All lines in the entries below that hold "Failed" make up the answer.

▶ Dataset entries
=-=-=-=-=

//! Input sanitization helpers shared across modules.

/// Trim leading/trailing whitespace and collapse internal whitespace runs
/// (tabs and newlines included) into single spaces.
pub fn sanitize(input: &str) -> String {
    input.split_whitespace().collect::<Vec<_>>().join(" ")
}
#[cfg(test)]
mod tests {
    use super::*;

    use std::collections::HashMap;
    use std::sync::atomic::{AtomicUsize, Ordering};
    use std::sync::Mutex;

    use async_trait::async_trait;

    fn valid_create() -> CreateBookRequest {
        CreateBookRequest {
            name: Some("Dune".to_string()),
            description: Some("Desert planet epic".to_string()),
            price: Some(12.5),
            stock: Some(4),
        }
    }

    fn message(error: AppError) -> String {
        error.to_string()
    }

    #[test]
    fn create_accepts_valid_input() {
        let book = validate_create(&valid_create()).unwrap();
        assert_eq!(book.name, "Dune");
        assert_eq!(book.stock, 4);
    }

    #[test]
    fn create_rejects_missing_or_blank_name() {
        let mut input = valid_create();
        input.name = None;
        assert_eq!(
            message(validate_create(&input).unwrap_err()),
            "Book name is required"
        );

        input.name = Some("   \t ".to_string());
        assert_eq!(
            message(validate_create(&input).unwrap_err()),
            "Book name is required"
        );
    }

    #[test]
    fn create_rejects_blank_description() {
        let mut input = valid_create();
        input.description = Some(String::new());
        assert_eq!(
            message(validate_create(&input).unwrap_err()),
            "Book description is required"
        );
    }

    #[test]
    fn create_rejects_negative_or_missing_price() {
        let mut input = valid_create();
        input.price = Some(-0.01);
        assert_eq!(
            message(validate_create(&input).unwrap_err()),
            "Book price must be a non-negative number"
        );

        input.price = None;
        assert_eq!(
            message(validate_create(&input).unwrap_err()),
            "Book price must be a non-negative number"
        );
    }

    #[test]
    fn create_rejects_negative_stock() {
        let mut input = valid_create();
        input.stock = Some(-1);
        assert_eq!(
            message(validate_create(&input).unwrap_err()),
            "Book stock must be a non-negative integer"
        );
    }

    #[test]
    fn create_checks_fire_in_field_order() {
        // Invalid in every field; only the name error is reported.
        let input = CreateBookRequest {
            name: Some(String::new()),
            description: None,
            price: Some(-1.0),
            stock: Some(-1),
        };
        assert_eq!(
            message(validate_create(&input).unwrap_err()),
            "Book name is required"
        );
    }

    #[test]
    fn update_allows_empty_input() {
        assert!(validate_update(&UpdateBookRequest::default()).is_ok());
    }

    #[test]
    fn update_rejects_present_but_blank_name() {
        let input = UpdateBookRequest {
            name: Some("  ".to_string()),
            ..Default::default()
        };
        assert_eq!(
            message(validate_update(&input).unwrap_err()),
            "Book name cannot be empty"
        );
    }

    #[test]
    fn update_rejects_present_but_blank_description() {
        let input = UpdateBookRequest {
            description: Some("\n".to_string()),
            ..Default::default()
        };
        assert_eq!(
            message(validate_update(&input).unwrap_err()),
            "Book description cannot be empty"
        );
    }

    #[test]
    fn update_rejects_negative_numbers() {
        let input = UpdateBookRequest {
            price: Some(-5.0),
            ..Default::default()
        };
        assert_eq!(
            message(validate_update(&input).unwrap_err()),
            "Book price must be a non-negative number"
        );

        let input = UpdateBookRequest {
            stock: Some(-3),
            ..Default::default()
        };
        assert_eq!(
            message(validate_update(&input).unwrap_err()),
            "Book stock must be a non-negative integer"
        );
    }

    #[test]
    fn update_accepts_single_valid_field() {
        let input = UpdateBookRequest {
            price: Some(49.99),
            ..Default::default()
        };
        assert!(validate_update(&input).is_ok());
    }

    #[test]
    fn unparsable_id_is_treated_as_absent() {
        assert_eq!(message(parse_id("missing").unwrap_err()), "Book not found");
        assert!(parse_id("7f6c6f2e-9f6a-4f0a-8c3b-1d2e3f405060").is_ok());
    }

    /// In-memory store recording how often each write path is reached.
    #[derive(Default)]
    struct FakeStore {
        books: Mutex<HashMap<Uuid, Book>>,
        create_calls: AtomicUsize,
        update_calls: AtomicUsize,
        delete_calls: AtomicUsize,
        // Simulates the row vanishing between the existence check and the
        // write: exists() answers true while update() matches nothing.
        vanish_on_write: bool,
    }

    impl FakeStore {
        fn seed(&self, book: Book) -> Uuid {
            let id = book.id;
            self.books.lock().unwrap().insert(id, book);
            id
        }

        fn sample_book() -> Book {
            Book {
                id: Uuid::new_v4(),
                name: "Dune".to_string(),
                description: "Desert planet epic".to_string(),
                price: 12.5,
                stock: 4,
            }
        }
    }

    #[async_trait]
    impl BookStore for FakeStore {
        async fn find_all(&self) -> sqlx::Result<Vec<Book>> {
            Ok(self.books.lock().unwrap().values().cloned().collect())
        }

        async fn find_by_id(&self, id: Uuid) -> sqlx::Result<Option<Book>> {
            Ok(self.books.lock().unwrap().get(&id).cloned())
        }

        async fn create(&self, book: &NewBook) -> sqlx::Result<Book> {
            self.create_calls.fetch_add(1, Ordering::SeqCst);
            let book = Book {
                id: Uuid::new_v4(),
                name: book.name.clone(),
                description: book.description.clone(),
                price: book.price,
                stock: book.stock,
            };
            self.books.lock().unwrap().insert(book.id, book.clone());
            Ok(book)
        }

        async fn update(
            &self,
            id: Uuid,
            input: &UpdateBookRequest,
        ) -> sqlx::Result<Option<Book>> {
            self.update_calls.fetch_add(1, Ordering::SeqCst);
            if self.vanish_on_write {
                return Ok(None);
            }

            let mut books = self.books.lock().unwrap();
            let Some(book) = books.get_mut(&id) else {
                return Ok(None);
            };
            if let Some(name) = &input.name {
                book.name = name.clone();
            }
            if let Some(description) = &input.description {
                book.description = description.clone();
            }
            if let Some(price) = input.price {
                book.price = price;
            }
            if let Some(stock) = input.stock {
                book.stock = stock;
            }
            Ok(Some(book.clone()))
        }

        async fn delete(&self, id: Uuid) -> sqlx::Result<bool> {
            self.delete_calls.fetch_add(1, Ordering::SeqCst);
            if self.vanish_on_write {
                return Ok(false);
            }
            Ok(self.books.lock().unwrap().remove(&id).is_some())
        }

        async fn exists(&self, id: Uuid) -> sqlx::Result<bool> {
            if self.vanish_on_write {
                return Ok(true);
            }
            Ok(self.books.lock().unwrap().contains_key(&id))
        }
    }

    fn service_over(store: Arc<FakeStore>) -> BookService {
        BookService::with_store(store)
    }

    #[tokio::test]
    async fn created_book_round_trips_through_lookup() {
        let store = Arc::new(FakeStore::default());
        let service = service_over(store.clone());

        let created = service.create_book(valid_create()).await.unwrap();
        assert_eq!(created.name, "Dune");
        assert_eq!(created.price, 12.5);

        let fetched = service
            .get_book_by_id(&created.id.to_string())
            .await
            .unwrap();
        assert_eq!(fetched, created);
    }

    #[tokio::test]
    async fn create_validation_failure_never_reaches_store() {
        let store = Arc::new(FakeStore::default());
        let service = service_over(store.clone());

        let mut input = valid_create();
        input.name = Some("  ".to_string());
        let error = service.create_book(input).await.unwrap_err();

        assert_eq!(message(error), "Book name is required");
        assert_eq!(store.create_calls.load(Ordering::SeqCst), 0);
    }

    #[tokio::test]
    async fn get_absent_id_reports_not_found() {
        let service = service_over(Arc::new(FakeStore::default()));

        let error = service
            .get_book_by_id(&Uuid::new_v4().to_string())
            .await
            .unwrap_err();
        assert_eq!(message(error), "Book not found");
    }

    #[tokio::test]
    async fn update_absent_id_fails_before_the_write() {
        let store = Arc::new(FakeStore::default());
        let service = service_over(store.clone());

        let input = UpdateBookRequest {
            price: Some(49.99),
            ..Default::default()
        };
        let error = service
            .update_book(&Uuid::new_v4().to_string(), input)
            .await
            .unwrap_err();

        assert_eq!(message(error), "Book not found");
        assert_eq!(store.update_calls.load(Ordering::SeqCst), 0);
    }

    #[tokio::test]
    async fn partial_update_touches_only_present_fields() {
        let store = Arc::new(FakeStore::default());
        let id = store.seed(FakeStore::sample_book());
        let service = service_over(store.clone());

        let input = UpdateBookRequest {
            price: Some(49.99),
            ..Default::default()
        };
        let updated = service.update_book(&id.to_string(), input).await.unwrap();

        assert_eq!(updated.price, 49.99);
        assert_eq!(updated.name, "Dune");
        assert_eq!(updated.description, "Desert planet epic");
        assert_eq!(updated.stock, 4);
    }

    #[tokio::test]
    async fn empty_update_returns_record_unchanged() {
        let store = Arc::new(FakeStore::default());
        let book = FakeStore::sample_book();
        let id = store.seed(book.clone());
        let service = service_over(store);

        let result = service
            .update_book(&id.to_string(), UpdateBookRequest::default())
            .await
            .unwrap();
        assert_eq!(result, book);
    }

    #[tokio::test]
    async fn update_invalid_field_fails_before_the_write() {
        let store = Arc::new(FakeStore::default());
        let id = store.seed(FakeStore::sample_book());
        let service = service_over(store.clone());

        let input = UpdateBookRequest {
            price: Some(-5.0),
            ..Default::default()
        };
        let error = service
            .update_book(&id.to_string(), input)
            .await
            .unwrap_err();

        assert_eq!(message(error), "Book price must be a non-negative number");
        assert_eq!(store.update_calls.load(Ordering::SeqCst), 0);
    }

    #[tokio::test]
    async fn row_vanishing_between_check_and_update_is_reported() {
        let store = Arc::new(FakeStore {
            vanish_on_write: true,
            ..Default::default()
        });
        let service = service_over(store);

        let input = UpdateBookRequest {
            stock: Some(1),
            ..Default::default()
        };
        let error = service
            .update_book(&Uuid::new_v4().to_string(), input)
            .await
            .unwrap_err();
        assert_eq!(message(error), "Failed to update book");
    }

    #[tokio::test]
    async fn row_vanishing_between_check_and_delete_is_reported() {
        let store = Arc::new(FakeStore {
            vanish_on_write: true,
            ..Default::default()
        });
        let service = service_over(store);

        let error = service
            .delete_book(&Uuid::new_v4().to_string())
            .await
            .unwrap_err();
        assert_eq!(message(error), "Failed to delete book");
    }

    #[tokio::test]
    async fn delete_absent_id_never_reaches_the_store_delete() {
        let store = Arc::new(FakeStore::default());
        let service = service_over(store.clone());

        let error = service
            .delete_book(&Uuid::new_v4().to_string())
            .await
            .unwrap_err();

        assert_eq!(message(error), "Book not found");
        assert_eq!(store.delete_calls.load(Ordering::SeqCst), 0);
    }

    #[tokio::test]
    async fn deleting_twice_reports_not_found_on_the_second_attempt() {
        let store = Arc::new(FakeStore::default());
        let id = store.seed(FakeStore::sample_book());
        let service = service_over(store.clone());

        service.delete_book(&id.to_string()).await.unwrap();

        let error = service.delete_book(&id.to_string()).await.unwrap_err();
        assert_eq!(message(error), "Book not found");
        assert_eq!(store.delete_calls.load(Ordering::SeqCst), 1);
    }
}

=-=-=-=-=

▶ Response to the task
        assert_eq!(message(error), "Failed to update book");
        assert_eq!(message(error), "Failed to delete book");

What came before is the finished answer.